Honestly, most of today was spent staring at the ceiling or looking at the inside of my eyelids. One of the drugs they gave me, and it was the one that took the longest, triggered an allergic reaction where my head and hands went red, and started to inch furiously. The answer was benadryl... and let me tell you, 25mg of that on an IV and I was in la la land in no time. I was on the verge of snoring by the time they racked the second batch of the stuff and hit me with a steroid to help suppress the reaction before starting up the drug again. I think I spent most of the morning in a content cat nap.
Before I go on, there are two thing I want to talk about. The first is the treatment room itself. the place is stocked with reclining chairs that just invite you sit back and take a nice long siesta. And let me tell you, that's what a lot of us did. The staff there were remarkable. Some of them kind of got on my nerves with their presumptuousness, but the nurse overseeing my specific care was absolutely wonderful.
Second, as you have probably already read about yesterday, I had a less than pleasant encounter. Turns out that the nurse who took the sample works for a pathologist's office, and not the clinic. Also, none of the nurses like her. The real eye opening came when the head nurse walked by and said, "but who told you about all of that?"
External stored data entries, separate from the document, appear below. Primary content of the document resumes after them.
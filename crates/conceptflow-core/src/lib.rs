//! conceptflow-core: knowledge diffusion over a concept graph.
//!
//! Tracks what each learner knows about every concept in a static graph,
//! spreads the evidence of each assessment to related concepts, and smooths
//! estimates with a graph diffusion pass.

pub mod assessment;
pub mod config;
pub mod diffusion;
pub mod engine;
pub mod error;
pub mod graph;
pub mod model;
pub mod parser;
pub mod report;
pub mod statistics;
pub mod store;
pub mod traits;

pub use config::EngineConfig;
pub use engine::KnowledgeEngine;
pub use error::{KnowledgeError, KnowledgeResult};
pub use graph::ConceptGraph;
pub use model::{ConceptEdge, ConceptNode, EdgeType, KnowledgeLevel, NodeType, UserKnowledgeState};
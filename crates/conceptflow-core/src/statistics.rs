//! Read-only rollups over the knowledge-state store.
//!
//! Averages here are over the quantized levels (0, 0.5, 1), not the
//! confidence-blended continuous values the diffusion math uses.

use std::collections::BTreeMap;

use chrono::{DateTime, Duration, Utc};
use serde::{Deserialize, Serialize};

use crate::error::KnowledgeResult;
use crate::graph::ConceptGraph;
use crate::model::{ConceptNode, KnowledgeLevel};
use crate::store::{KnowledgeStateStore, UserStates};

/// Level breakdown for a set of nodes.
#[derive(Debug, Clone, Default, PartialEq, Serialize, Deserialize)]
pub struct LevelBreakdown {
    pub total: usize,
    pub known: usize,
    pub partial: usize,
    pub unknown: usize,
    /// Mean of the quantized levels.
    pub avg_level: f64,
}

impl LevelBreakdown {
    fn record(&mut self, level: KnowledgeLevel) {
        self.total += 1;
        match level {
            KnowledgeLevel::Known => self.known += 1,
            KnowledgeLevel::Partial => self.partial += 1,
            KnowledgeLevel::Unknown => self.unknown += 1,
        }
    }

    fn finish(&mut self) {
        self.avg_level = if self.total == 0 {
            0.0
        } else {
            (self.known as f64 + self.partial as f64 * 0.5) / self.total as f64
        };
    }
}

/// Per-user rollup over every node in the graph.
#[derive(Debug, Clone, Default, PartialEq, Serialize, Deserialize)]
pub struct UserStats {
    pub overall: LevelBreakdown,
    /// Same breakdown grouped by node domain.
    pub domains: BTreeMap<String, LevelBreakdown>,
}

/// One row of the leaderboard.
#[derive(Debug, Clone, PartialEq, Serialize, Deserialize)]
pub struct LeaderboardEntry {
    pub user_id: String,
    pub known_count: usize,
    pub avg_level_score: f64,
}

/// A graph node annotated with one user's state.
#[derive(Debug, Clone, PartialEq, Serialize, Deserialize)]
pub struct NodeView {
    #[serde(flatten)]
    pub node: ConceptNode,
    pub knowledge_state: KnowledgeLevel,
    pub confidence: f64,
    /// Display score; distinct from the continuous diffusion value.
    pub knowledge: f64,
    pub growth_daily: f64,
    pub growth_weekly: f64,
    pub growth_monthly: f64,
}

/// Everything a caller needs to render one user's map.
#[derive(Debug, Clone, PartialEq, Serialize, Deserialize)]
pub struct UserView {
    pub user_id: String,
    pub nodes: Vec<NodeView>,
    pub stats: UserStats,
}

/// Roll up one user's levels. Nodes without a row count as unknown.
pub fn compute_user_stats(graph: &ConceptGraph, states: Option<&UserStates>) -> UserStats {
    let mut stats = UserStats::default();

    for node in graph.nodes() {
        let level = states.map(|s| s.level(&node.id)).unwrap_or_default();
        stats.overall.record(level);
        stats
            .domains
            .entry(node.domain.clone())
            .or_default()
            .record(level);
    }

    stats.overall.finish();
    for domain in stats.domains.values_mut() {
        domain.finish();
    }
    stats
}

/// Annotate every node with the user's state and growth badges.
pub fn build_user_view(
    graph: &ConceptGraph,
    user_id: &str,
    states: Option<&UserStates>,
    now: DateTime<Utc>,
) -> UserView {
    let nodes = graph
        .nodes()
        .iter()
        .map(|node| {
            let state = states.and_then(|s| s.get(&node.id));
            let knowledge = state.map_or(0.0, |s| s.render_knowledge());

            let age = state.and_then(|s| s.first_known_at).map(|at| now - at);
            let badge = |window: Duration| match age {
                Some(age) if age < window => knowledge,
                _ => 0.0,
            };

            NodeView {
                node: node.clone(),
                knowledge_state: state.map(|s| s.knowledge_state).unwrap_or_default(),
                confidence: state.map_or(0.0, |s| s.confidence),
                knowledge,
                growth_daily: badge(Duration::days(1)),
                growth_weekly: badge(Duration::days(7)),
                growth_monthly: badge(Duration::days(30)),
            }
        })
        .collect();

    UserView {
        user_id: user_id.to_string(),
        nodes,
        stats: compute_user_stats(graph, states),
    }
}

/// Order by known count, then average level, then user id.
pub fn rank_leaderboard(mut entries: Vec<LeaderboardEntry>) -> Vec<LeaderboardEntry> {
    entries.sort_by(|a, b| {
        b.known_count
            .cmp(&a.known_count)
            .then_with(|| b.avg_level_score.total_cmp(&a.avg_level_score))
            .then_with(|| a.user_id.cmp(&b.user_id))
    });
    entries
}

/// Rank every user in the store.
///
/// Full scan over users x nodes; fine for hundreds of nodes and a modest
/// number of users, not beyond that.
pub fn leaderboard(store: &KnowledgeStateStore) -> KnowledgeResult<Vec<LeaderboardEntry>> {
    let graph = store.graph();
    let mut entries = Vec::new();

    for user_id in store.user_ids()? {
        let stats = store.inspect_user(&user_id, |states| compute_user_stats(graph, states))?;
        entries.push(LeaderboardEntry {
            user_id,
            known_count: stats.overall.known,
            avg_level_score: stats.overall.avg_level,
        });
    }

    Ok(rank_leaderboard(entries))
}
I blinked at her. "What do you mean, 'who told you'? I was there."
The nurse shook her head. "She gave you Versed, that should have wiped your memory of the whole thing."
When I originally wrote this post, I thought they had given me a pill, but after talking with my wife... I realized that it was an injected dose, several times more powerful than the oral medications traditionally given.
Versed is given specifically to give patients short term amnesia around the time of a procedure. Ethically, they are supposed to tell you about it, but there enters the catch 22, if they don't remember, how can they complain.
To make the magnitude of that mistake clear, I locked eyes with the heard nurse, fixing her with a glare that told her how mad I was and said "five foot six inches, gray hair in a pony tail, about 140 pounds, hazel eyes, blue scrubs with a surgeons one-handed not on the right side of the top, running shoes, and the bedside manor of a silver-back gorilla."
The woman looked back at me with a slack jaw, realizing that she had just made two mistakes. The first was assuming that the drug had worked. I had just rattled off a detailed description of the nurse, too detailed to for someone under the effects of Versed to have recalled 20 hours later. The drug didn't work, and now she knew it.
The second mistake, and I think it took her a moment to put it together, was telling me that they had given me the drug... From that point forward, I made them name each and every drug they give me, a practice that I should have done yesterday, but didn't, the result of fatigue.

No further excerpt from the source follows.